• What is expected:
Using the word "occupied" as the filter, copy each matching line from the records.

• Supplied records:
**********
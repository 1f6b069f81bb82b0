//! Arena-specific error types.

use std::error::Error;
use std::fmt;

use vmpool_core::PageError;

/// Errors that can occur during arena operations.
///
/// Every variant is recoverable: the arena stays well-defined after
/// returning one. The only unrecoverable condition, failing to release
/// the reservation while the arena is dropped, is raised as
/// [`FatalTeardown`] instead.
#[derive(Clone, Debug, PartialEq, Eq)]
pub enum ArenaError {
    /// `init` called on an arena that already holds a mapping.
    AlreadyInitialized,
    /// The operation needs a mapping and the arena has none.
    NotInitialized,
    /// The requested mapping leaves no usable page between the guards.
    TooFewPages {
        /// Pages requested.
        pages: usize,
    },
    /// `pages * page_size` does not fit in the address space.
    SizeOverflow {
        /// Pages requested.
        pages: usize,
        /// Host page size in bytes.
        page_size: usize,
    },
    /// The slot layout cannot be served from pages of this size.
    UnsupportedSlot {
        /// Slot stride in bytes.
        size: usize,
        /// Slot alignment in bytes.
        align: usize,
        /// Host page size in bytes.
        page_size: usize,
    },
    /// The host refused to reserve the address range.
    Reserve(PageError),
    /// The host refused to commit a page.
    Commit(PageError),
    /// The host refused to release the reservation.
    Release(PageError),
    /// Fewer free slots remain than were requested.
    CapacityExhausted {
        /// Slots requested.
        requested: usize,
        /// Slots still available for bump allocation.
        available: usize,
    },
    /// A null pointer was passed where a slot pointer is required.
    NullPointer,
    /// A page address is not aligned to the page size.
    Misaligned {
        /// The offending address.
        addr: usize,
    },
    /// An address lies outside the committable part of the mapping.
    OutOfRange {
        /// The offending address.
        addr: usize,
    },
    /// Only the most recent allocation can be extended in place.
    NotTrailing,
    /// `extend` was asked to shrink a block.
    ShrinkingExtent {
        /// Current slot count.
        old: usize,
        /// Requested slot count.
        new: usize,
    },
    /// `free` was asked to release more slots than are occupied.
    OverFree {
        /// Slots passed to `free`.
        count: usize,
        /// Slots currently occupied.
        occupied: usize,
    },
}

impl fmt::Display for ArenaError {
    fn fmt(&self, f: &mut fmt::Formatter<'_>) -> fmt::Result {
        match self {
            Self::AlreadyInitialized => write!(f, "arena already initialized"),
            Self::NotInitialized => write!(f, "arena not initialized"),
            Self::TooFewPages { pages } => {
                write!(f, "{pages} pages leave no usable page between the guards")
            }
            Self::SizeOverflow { pages, page_size } => {
                write!(f, "{pages} pages of {page_size} bytes overflow the address space")
            }
            Self::UnsupportedSlot {
                size,
                align,
                page_size,
            } => {
                write!(
                    f,
                    "slot of {size} bytes aligned to {align} cannot be served \
                     from {page_size}-byte pages"
                )
            }
            Self::Reserve(_) => write!(f, "failed to reserve arena mapping"),
            Self::Commit(_) => write!(f, "failed to commit arena page"),
            Self::Release(_) => write!(f, "failed to release arena mapping"),
            Self::CapacityExhausted {
                requested,
                available,
            } => {
                write!(
                    f,
                    "arena capacity exhausted: requested {requested} slots, {available} available"
                )
            }
            Self::NullPointer => write!(f, "null slot pointer"),
            Self::Misaligned { addr } => write!(f, "address {addr:#x} is not page-aligned"),
            Self::OutOfRange { addr } => {
                write!(f, "address {addr:#x} is outside the usable region")
            }
            Self::NotTrailing => write!(f, "block is not the most recent allocation"),
            Self::ShrinkingExtent { old, new } => {
                write!(f, "cannot extend a block from {old} down to {new} slots")
            }
            Self::OverFree { count, occupied } => {
                write!(f, "cannot free {count} slots, only {occupied} occupied")
            }
        }
    }
}

impl Error for ArenaError {
    fn source(&self) -> Option<&(dyn Error + 'static)> {
        match self {
            Self::Reserve(err) | Self::Commit(err) | Self::Release(err) => Some(err),
            _ => None,
        }
    }
}

/// The reservation of a dropped arena could not be released.
///
/// Raised as a panic payload from the arena's destructor, or as a
/// process abort if the thread is already unwinding. A reservation that
/// cannot be released is unrecoverable within the process.
#[derive(Clone, Debug, PartialEq, Eq)]
pub struct FatalTeardown(pub ArenaError);

impl fmt::Display for FatalTeardown {
    fn fmt(&self, f: &mut fmt::Formatter<'_>) -> fmt::Result {
        write!(f, "fatal arena teardown failure: {}", self.0)
    }
}

impl Error for FatalTeardown {
    fn source(&self) -> Option<&(dyn Error + 'static)> {
        Some(&self.0)
    }
}

/// Escalate a failed teardown during drop.
pub(crate) fn fatal_teardown(err: ArenaError) -> ! {
    let fatal = FatalTeardown(err);
    if std::thread::panicking() {
        eprintln!("{fatal}");
        std::process::abort();
    }
    std::panic::panic_any(fatal)
}
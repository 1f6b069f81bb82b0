//! Allocator-level error types.

use std::error::Error;
use std::fmt;

use vmpool_arena::ArenaError;

/// Errors returned by [`PageAllocator`](crate::PageAllocator) and the
/// [`SlotAlloc`](crate::SlotAlloc) implementations.
#[derive(Clone, Debug, PartialEq, Eq)]
pub enum AllocError {
    /// More elements than the address space can describe.
    TooLarge {
        /// Elements requested.
        requested: usize,
        /// Largest element count that could ever be allocated.
        max: usize,
    },
    /// More elements than the allocator's configured ceiling.
    CeilingExceeded {
        /// Elements requested.
        requested: usize,
        /// The configured slot ceiling.
        ceiling: usize,
    },
    /// The global heap could not satisfy the request.
    HeapExhausted {
        /// Bytes requested.
        bytes: usize,
    },
    /// The backing arena refused the request.
    Arena(ArenaError),
}

impl fmt::Display for AllocError {
    fn fmt(&self, f: &mut fmt::Formatter<'_>) -> fmt::Result {
        match self {
            Self::TooLarge { requested, max } => {
                write!(f, "allocation of {requested} elements exceeds maximum {max}")
            }
            Self::CeilingExceeded { requested, ceiling } => {
                write!(
                    f,
                    "allocation of {requested} elements exceeds slot ceiling {ceiling}"
                )
            }
            Self::HeapExhausted { bytes } => write!(f, "heap allocation of {bytes} bytes failed"),
            Self::Arena(err) => write!(f, "arena allocation failed: {err}"),
        }
    }
}

impl Error for AllocError {
    fn source(&self) -> Option<&(dyn Error + 'static)> {
        match self {
            Self::Arena(err) => Some(err),
            _ => None,
        }
    }
}

impl From<ArenaError> for AllocError {
    fn from(err: ArenaError) -> Self {
        Self::Arena(err)
    }
}
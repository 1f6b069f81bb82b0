//! Host virtual memory through `libc`.
//!
//! [`SystemPages`] is the production [`PageSource`]: `sysconf` for the
//! page size, `mmap(PROT_NONE)` to reserve, `mprotect` to commit and
//! `munmap` to release. Each `unsafe` call carries a `// SAFETY:` note.

#![allow(unsafe_code)]

use std::ptr::NonNull;

use vmpool_core::{PageError, PageOp, PageSource};

/// Page size assumed when the host cannot report one.
const FALLBACK_PAGE_SIZE: usize = 4096;

/// The host's virtual memory interface.
///
/// The page size is queried once in [`SystemPages::new`] and cached.
#[derive(Clone, Copy, Debug, PartialEq, Eq)]
pub struct SystemPages {
    page_size: usize,
}

impl SystemPages {
    /// Query the host page size and build a source around it.
    pub fn new() -> Self {
        Self {
            page_size: host_page_size(),
        }
    }
}

impl Default for SystemPages {
    fn default() -> Self {
        Self::new()
    }
}

#[cfg(unix)]
fn host_page_size() -> usize {
    // SAFETY: sysconf reads a configuration value and has no preconditions.
    let size = unsafe { libc::sysconf(libc::_SC_PAGESIZE) };
    match usize::try_from(size) {
        Ok(size) if size.is_power_of_two() => size,
        _ => FALLBACK_PAGE_SIZE,
    }
}

#[cfg(not(unix))]
fn host_page_size() -> usize {
    FALLBACK_PAGE_SIZE
}

#[cfg(unix)]
impl PageSource for SystemPages {
    fn page_size(&self) -> usize {
        self.page_size
    }

    fn reserve(&self, len: usize) -> Result<NonNull<u8>, PageError> {
        // SAFETY: a private anonymous mapping with a null hint never
        // aliases existing memory.
        let ptr = unsafe {
            libc::mmap(
                std::ptr::null_mut(),
                len,
                libc::PROT_NONE,
                libc::MAP_PRIVATE | libc::MAP_ANONYMOUS,
                -1,
                0,
            )
        };
        if ptr == libc::MAP_FAILED {
            return Err(PageError::last_os_error(PageOp::Reserve, len));
        }
        NonNull::new(ptr.cast::<u8>()).ok_or(PageError::new(PageOp::Reserve, len))
    }

    unsafe fn commit(&self, addr: NonNull<u8>, len: usize) -> Result<(), PageError> {
        // SAFETY: the caller guarantees addr..addr + len is page-aligned and
        // inside a live reservation from this source.
        let rc = unsafe {
            libc::mprotect(
                addr.as_ptr().cast::<libc::c_void>(),
                len,
                libc::PROT_READ | libc::PROT_WRITE,
            )
        };
        if rc == -1 {
            return Err(PageError::last_os_error(PageOp::Commit, len));
        }
        Ok(())
    }

    unsafe fn release(&self, base: NonNull<u8>, len: usize) -> Result<(), PageError> {
        // SAFETY: the caller guarantees base/len describe exactly one live
        // reservation that nothing will touch again.
        let rc = unsafe { libc::munmap(base.as_ptr().cast::<libc::c_void>(), len) };
        if rc == -1 {
            return Err(PageError::last_os_error(PageOp::Release, len));
        }
        Ok(())
    }
}

// Only unix hosts are supported; elsewhere every reservation fails and
// arenas report `ArenaError::Reserve` on first use.
#[cfg(not(unix))]
impl PageSource for SystemPages {
    fn page_size(&self) -> usize {
        self.page_size
    }

    fn reserve(&self, len: usize) -> Result<NonNull<u8>, PageError> {
        Err(PageError::new(PageOp::Reserve, len))
    }

    unsafe fn commit(&self, _addr: NonNull<u8>, len: usize) -> Result<(), PageError> {
        Err(PageError::new(PageOp::Commit, len))
    }

    unsafe fn release(&self, _base: NonNull<u8>, len: usize) -> Result<(), PageError> {
        Err(PageError::new(PageOp::Release, len))
    }
}

#[cfg(all(test, unix))]
mod tests {
    use super::*;

    #[test]
    fn page_size_is_a_power_of_two() {
        let pages = SystemPages::new();
        assert!(pages.page_size().is_power_of_two());
        assert!(pages.page_size() >= 4096);
    }

    #[test]
    fn reserve_commit_release_roundtrip() {
        let pages = SystemPages::new();
        let ps = pages.page_size();
        let base = pages.reserve(4 * ps).unwrap();
        assert_eq!(base.as_ptr().addr() % ps, 0);

        let second = NonNull::new(base.as_ptr().wrapping_add(ps)).unwrap();
        // SAFETY: second page of the reservation made above.
        unsafe { pages.commit(second, ps).unwrap() };
        // SAFETY: the page was just committed read/write.
        unsafe {
            second.as_ptr().write(0xAB);
            assert_eq!(second.as_ptr().read(), 0xAB);
        }
        // SAFETY: base/len are the reservation made above.
        unsafe { pages.release(base, 4 * ps).unwrap() };
    }
}
use serde::{Deserialize, Serialize};

use super::{fixed2, parse_number};

#[derive(Debug, Clone, PartialEq, Serialize, Deserialize)]
pub struct RiskRewardInputs {
    pub stop_loss_pips: String,
    pub take_profit_pips: String,
}

impl Default for RiskRewardInputs {
    fn default() -> Self {
        Self {
            stop_loss_pips: "20".to_string(),
            take_profit_pips: "60".to_string(),
        }
    }
}

impl RiskRewardInputs {
    /// Ratio rendered as `1 : <reward per unit of risk>`, or `Invalid`.
    pub fn compute(&self) -> String {
        match (
            parse_number(&self.stop_loss_pips),
            parse_number(&self.take_profit_pips),
        ) {
            (Some(stop_loss), Some(take_profit)) if stop_loss > 0.0 => {
                format!("1 : {}", fixed2(take_profit / stop_loss))
            }
            _ => "Invalid".to_string(),
        }
    }
}

#[cfg(test)]
mod tests {
    use super::*;

    fn inputs(stop_loss: &str, take_profit: &str) -> RiskRewardInputs {
        RiskRewardInputs {
            stop_loss_pips: stop_loss.to_string(),
            take_profit_pips: take_profit.to_string(),
        }
    }

    #[test]
    fn test_ratio() {
        assert_eq!(inputs("20", "60").compute(), "1 : 3.00");
        assert_eq!(inputs("30", "45").compute(), "1 : 1.50");
    }

    #[test]
    fn test_ratio_ties_round_up() {
        assert_eq!(inputs("8", "9").compute(), "1 : 1.13");
        assert_eq!(inputs("8", "1").compute(), "1 : 0.13");
    }

    #[test]
    fn test_zero_stop_loss_is_invalid_whatever_the_target() {
        for take_profit in ["60", "0", "-10", "", "abc"] {
            assert_eq!(inputs("0", take_profit).compute(), "Invalid");
        }
    }

    #[test]
    fn test_non_numeric_is_invalid() {
        assert_eq!(inputs("-5", "60").compute(), "Invalid");
        assert_eq!(inputs("20", "").compute(), "Invalid");
        assert_eq!(inputs("sl", "60").compute(), "Invalid");
    }
}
**********
• Answer below:
    /// `free` was asked to release more slots than are occupied.
        /// Slots currently occupied.
        occupied: usize,
            Self::OverFree { count, occupied } => {
                write!(f, "cannot free {count} slots, only {occupied} occupied")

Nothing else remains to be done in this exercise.